◆ **PROBLEM STATEMENT**
Copy out every line of the records where the string "never" occurs.

◆ **RECORDS SHOWN**
// Copyright 2022, The Android Open Source Project
//
// Licensed under the Apache License, Version 2.0 (the "License");
// you may not use this file except in compliance with the License.
// You may obtain a copy of the License at
//
//     http://www.apache.org/licenses/LICENSE-2.0
//
// Unless required by applicable law or agreed to in writing, software
// distributed under the License is distributed on an "AS IS" BASIS,
// WITHOUT WARRANTIES OR CONDITIONS OF ANY KIND, either express or implied.
// See the License for the specific language governing permissions and
// limitations under the License.

//! Allocator test doubles.

use std::cell::Cell;

use crate::buffer::allocator::BlockAllocator;
use crate::buffer::block::MIN_BLOCK_SIZE;

/// An allocator that is always exhausted.
pub struct FailingAllocator;

impl BlockAllocator for FailingAllocator {
    fn alloc(&self, _size_hint: usize) -> Option<Box<[u8]>> {
        None
    }

    fn free(&self, _buf: Box<[u8]>) {
        panic!("FailingAllocator never hands out buffers");
    }
}

/// A heap allocator that keeps count of the buffers in use, and can be told to fail.
#[derive(Default)]
pub struct CountingAllocator {
    block_size: Option<usize>,
    remaining: Cell<Option<usize>>,
    allocated: Cell<usize>,
    freed: Cell<usize>,
}

impl CountingAllocator {
    /// Hands out buffers sized after the hint, never below MIN_BLOCK_SIZE.
    pub fn new() -> Self {
        Default::default()
    }

    /// Hands out buffers of `block_size` bytes, whatever the hint.
    pub fn with_block_size(block_size: usize) -> Self {
        Self { block_size: Some(block_size), ..Default::default() }
    }

    /// Succeed `count` more times, then fail every allocation.
    pub fn fail_after(&self, count: usize) {
        self.remaining.set(Some(count));
    }

    pub fn allocated(&self) -> usize {
        self.allocated.get()
    }

    /// The number of buffers handed out and not returned yet.
    pub fn outstanding(&self) -> usize {
        self.allocated.get() - self.freed.get()
    }
}

impl BlockAllocator for CountingAllocator {
    fn alloc(&self, size_hint: usize) -> Option<Box<[u8]>> {
        match self.remaining.get() {
            Some(0) => return None,
            Some(n) => self.remaining.set(Some(n - 1)),
            None => (),
        }
        self.allocated.set(self.allocated.get() + 1);
        Some(vec![0; self.block_size.unwrap_or(size_hint.max(MIN_BLOCK_SIZE))].into_boxed_slice())
    }

    fn free(&self, _buf: Box<[u8]>) {
        self.freed.set(self.freed.get() + 1);
    }
}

◆ **RESULT BELOW**
        panic!("FailingAllocator never hands out buffers");
    /// Hands out buffers sized after the hint, never below MIN_BLOCK_SIZE.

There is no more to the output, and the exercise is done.